■ **Stored items**
------

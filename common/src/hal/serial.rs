//! 基于 `embedded-hal` 非阻塞串口的传输实现。
//!
//! 没有 DMA 的平台可以在主循环或定时中断里调用 [`NbSerialTransport::poll_port`]，
//! 把字节级收发变成引擎需要的“接收完成/发送完成”事件。

use embedded_hal::serial::{Read, Write};
use heapless::Vec;

use crate::hal::{HalError, PortIndex, Transport, TransportEvent};
use crate::protocol::MAX_FRAME_SIZE;
use crate::utils::AlignedBuffer;

struct SerialPort<S> {
    serial: S,
    /// 当前接收请求的长度
    rx_expected: Option<usize>,
    rx: AlignedBuffer<MAX_FRAME_SIZE>,
    tx: Vec<u8, MAX_FRAME_SIZE>,
    tx_pos: usize,
}

impl<S> SerialPort<S> {
    fn new(serial: S) -> Self {
        Self {
            serial,
            rx_expected: None,
            rx: AlignedBuffer::new(),
            tx: Vec::new(),
            tx_pos: 0,
        }
    }
}

/// 一组同类型的非阻塞串口
pub struct NbSerialTransport<S, const PORTS: usize> {
    ports: [SerialPort<S>; PORTS],
}

impl<S, const PORTS: usize> NbSerialTransport<S, PORTS>
where
    S: Read<u8> + Write<u8>,
{
    pub fn new(serials: [S; PORTS]) -> Self {
        Self {
            ports: serials.map(SerialPort::new),
        }
    }

    /// 端口上是否还有未发完的数据
    pub fn is_sending(&self, port: PortIndex) -> bool {
        self.ports.get(port).map_or(false, |p| !p.tx.is_empty())
    }

    /// 推进一个端口的收发，返回本次产生的事件
    ///
    /// 写错误时丢弃当前帧并按发送完成上报（尽力而为）；读错误时丢弃已收的
    /// 部分字节并按接收超时上报，由引擎决定是否重新布置接收。
    pub fn poll_port(&mut self, port: PortIndex) -> Vec<TransportEvent, 2> {
        let mut events = Vec::new();
        let Some(p) = self.ports.get_mut(port) else {
            return events;
        };

        if !p.tx.is_empty() {
            let mut done = false;
            while p.tx_pos < p.tx.len() {
                match p.serial.write(p.tx[p.tx_pos]) {
                    Ok(()) => p.tx_pos += 1,
                    Err(nb::Error::WouldBlock) => break,
                    Err(nb::Error::Other(_)) => {
                        warn!("port {} write error, frame abandoned at byte {}", port, p.tx_pos);
                        done = true;
                        break;
                    }
                }
            }
            if !done && p.tx_pos == p.tx.len() {
                done = !matches!(p.serial.flush(), Err(nb::Error::WouldBlock));
            }
            if done {
                p.tx.clear();
                p.tx_pos = 0;
                let _ = events.push(TransportEvent::SendComplete { port });
            }
        }

        if let Some(expected) = p.rx_expected {
            loop {
                if p.rx.len() == expected {
                    let mut data = Vec::new();
                    let _ = data.extend_from_slice(p.rx.as_slice());
                    p.rx.clear();
                    p.rx_expected = None;
                    let _ = events.push(TransportEvent::ReceiveComplete { port, data });
                    break;
                }
                match p.serial.read() {
                    Ok(byte) => {
                        p.rx.extend_from_slice(&[byte]);
                    }
                    Err(nb::Error::WouldBlock) => break,
                    Err(nb::Error::Other(_)) => {
                        debug!("port {} read error after {} bytes", port, p.rx.len());
                        p.rx.clear();
                        p.rx_expected = None;
                        let _ = events.push(TransportEvent::ReceiveTimeout { port });
                        break;
                    }
                }
            }
        }

        events
    }
}

impl<S, const PORTS: usize> Transport for NbSerialTransport<S, PORTS>
where
    S: Read<u8> + Write<u8>,
{
    fn start_receive(&mut self, port: PortIndex, len: usize) -> Result<(), HalError> {
        let p = self.ports.get_mut(port).ok_or(HalError::InvalidPort)?;
        if len > MAX_FRAME_SIZE {
            return Err(HalError::RecvFailed);
        }
        p.rx.clear();
        p.rx_expected = Some(len);
        Ok(())
    }

    fn start_send(&mut self, port: PortIndex, bytes: &[u8]) -> Result<(), HalError> {
        let p = self.ports.get_mut(port).ok_or(HalError::InvalidPort)?;
        if !p.tx.is_empty() {
            return Err(HalError::Busy);
        }
        p.tx
            .extend_from_slice(bytes)
            .map_err(|_| HalError::SendFailed)?;
        p.tx_pos = 0;
        Ok(())
    }
}
use zerocopy::byteorder::{LittleEndian, U16, U32};
use zerocopy::{AsBytes, FromBytes, LayoutVerified, Unaligned};

use crate::protocol::{ProtocolError, AURA_PROTOCOL, BROADCAST_UID, HEADER_SIZE, MAX_DATA_SIZE};

/// 帧头在线上的布局，所有字段小端、无填充
#[repr(C)]
#[derive(AsBytes, FromBytes, Unaligned, Clone, Copy)]
struct WireHeader {
    protocol: U32<LittleEndian>,
    cnt: U32<LittleEndian>,
    uid_src: U32<LittleEndian>,
    uid_dest: U32<LittleEndian>,
    cmd: U16<LittleEndian>,
    data_sz: U16<LittleEndian>,
}

const _: () = assert!(core::mem::size_of::<WireHeader>() == HEADER_SIZE);

/// 帧头
#[derive(Debug, Clone, Copy, PartialEq, Eq)]
#[cfg_attr(feature = "defmt", derive(defmt::Format))]
pub struct Header {
    /// 协议魔数
    pub protocol: u32,
    /// 序号，由发送方分配
    pub cnt: u32,
    pub uid_src: u32,
    /// 0 表示广播
    pub uid_dest: u32,
    /// 命令字原始值，未知命令也原样保留
    pub cmd: u16,
    /// 负载长度，不含帧头和 CRC
    pub data_sz: u16,
}

impl Header {
    /// 以 AURA 魔数构造帧头，负载长度为 0
    pub fn new(cnt: u32, uid_src: u32, uid_dest: u32, cmd: u16) -> Self {
        Self {
            protocol: AURA_PROTOCOL,
            cnt,
            uid_src,
            uid_dest,
            cmd,
            data_sz: 0,
        }
    }

    /// 从字节前缀解析帧头，不校验魔数
    pub fn decode(bytes: &[u8]) -> Result<Self, ProtocolError> {
        let (wire, _) = LayoutVerified::<_, WireHeader>::new_unaligned_from_prefix(bytes)
            .ok_or(ProtocolError::Truncated)?;
        let wire = wire.into_ref();
        Ok(Self {
            protocol: wire.protocol.get(),
            cnt: wire.cnt.get(),
            uid_src: wire.uid_src.get(),
            uid_dest: wire.uid_dest.get(),
            cmd: wire.cmd.get(),
            data_sz: wire.data_sz.get(),
        })
    }

    /// 编码为 20 字节线上格式
    pub fn to_bytes(&self) -> [u8; HEADER_SIZE] {
        let wire = WireHeader {
            protocol: U32::new(self.protocol),
            cnt: U32::new(self.cnt),
            uid_src: U32::new(self.uid_src),
            uid_dest: U32::new(self.uid_dest),
            cmd: U16::new(self.cmd),
            data_sz: U16::new(self.data_sz),
        };
        let mut out = [0u8; HEADER_SIZE];
        out.copy_from_slice(wire.as_bytes());
        out
    }

    /// 把帧头写入 `out` 的前 20 字节
    pub fn encode(&self, out: &mut [u8]) -> Result<(), ProtocolError> {
        let dst = out.get_mut(..HEADER_SIZE).ok_or(ProtocolError::Truncated)?;
        dst.copy_from_slice(&self.to_bytes());
        Ok(())
    }

    pub fn has_valid_magic(&self) -> bool {
        self.protocol == AURA_PROTOCOL
    }

    pub fn is_broadcast(&self) -> bool {
        self.uid_dest == BROADCAST_UID
    }

    /// 声明的负载长度是否越过上限
    pub fn is_oversized(&self) -> bool {
        self.data_sz as usize > MAX_DATA_SIZE
    }

    pub fn command(&self) -> Option<crate::protocol::Command> {
        crate::protocol::Command::from_u16(self.cmd)
    }
}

------

■ **The task**
I'd like an exact copy of the lines above, from the very first one through the line that contains "pub fn poll_port(&mut", with nothing else added.

■ **Answer box**
filename common/src/hal/serial.rs
//! 基于 `embedded-hal` 非阻塞串口的传输实现。
//!
//! 没有 DMA 的平台可以在主循环或定时中断里调用 [`NbSerialTransport::poll_port`]，
//! 把字节级收发变成引擎需要的“接收完成/发送完成”事件。

use embedded_hal::serial::{Read, Write};
use heapless::Vec;

use crate::hal::{HalError, PortIndex, Transport, TransportEvent};
use crate::protocol::MAX_FRAME_SIZE;
use crate::utils::AlignedBuffer;

struct SerialPort<S> {
    serial: S,
    /// 当前接收请求的长度
    rx_expected: Option<usize>,
    rx: AlignedBuffer<MAX_FRAME_SIZE>,
    tx: Vec<u8, MAX_FRAME_SIZE>,
    tx_pos: usize,
}

impl<S> SerialPort<S> {
    fn new(serial: S) -> Self {
        Self {
            serial,
            rx_expected: None,
            rx: AlignedBuffer::new(),
            tx: Vec::new(),
            tx_pos: 0,
        }
    }
}

/// 一组同类型的非阻塞串口
pub struct NbSerialTransport<S, const PORTS: usize> {
    ports: [SerialPort<S>; PORTS],
}

impl<S, const PORTS: usize> NbSerialTransport<S, PORTS>
where
    S: Read<u8> + Write<u8>,
{
    pub fn new(serials: [S; PORTS]) -> Self {
        Self {
            ports: serials.map(SerialPort::new),
        }
    }

    /// 端口上是否还有未发完的数据
    pub fn is_sending(&self, port: PortIndex) -> bool {
        self.ports.get(port).map_or(false, |p| !p.tx.is_empty())
    }

    /// 推进一个端口的收发，返回本次产生的事件
    ///
    /// 写错误时丢弃当前帧并按发送完成上报（尽力而为）；读错误时丢弃已收的
    /// 部分字节并按接收超时上报，由引擎决定是否重新布置接收。
    pub fn poll_port(&mut self, port: PortIndex) -> Vec<TransportEvent, 2> {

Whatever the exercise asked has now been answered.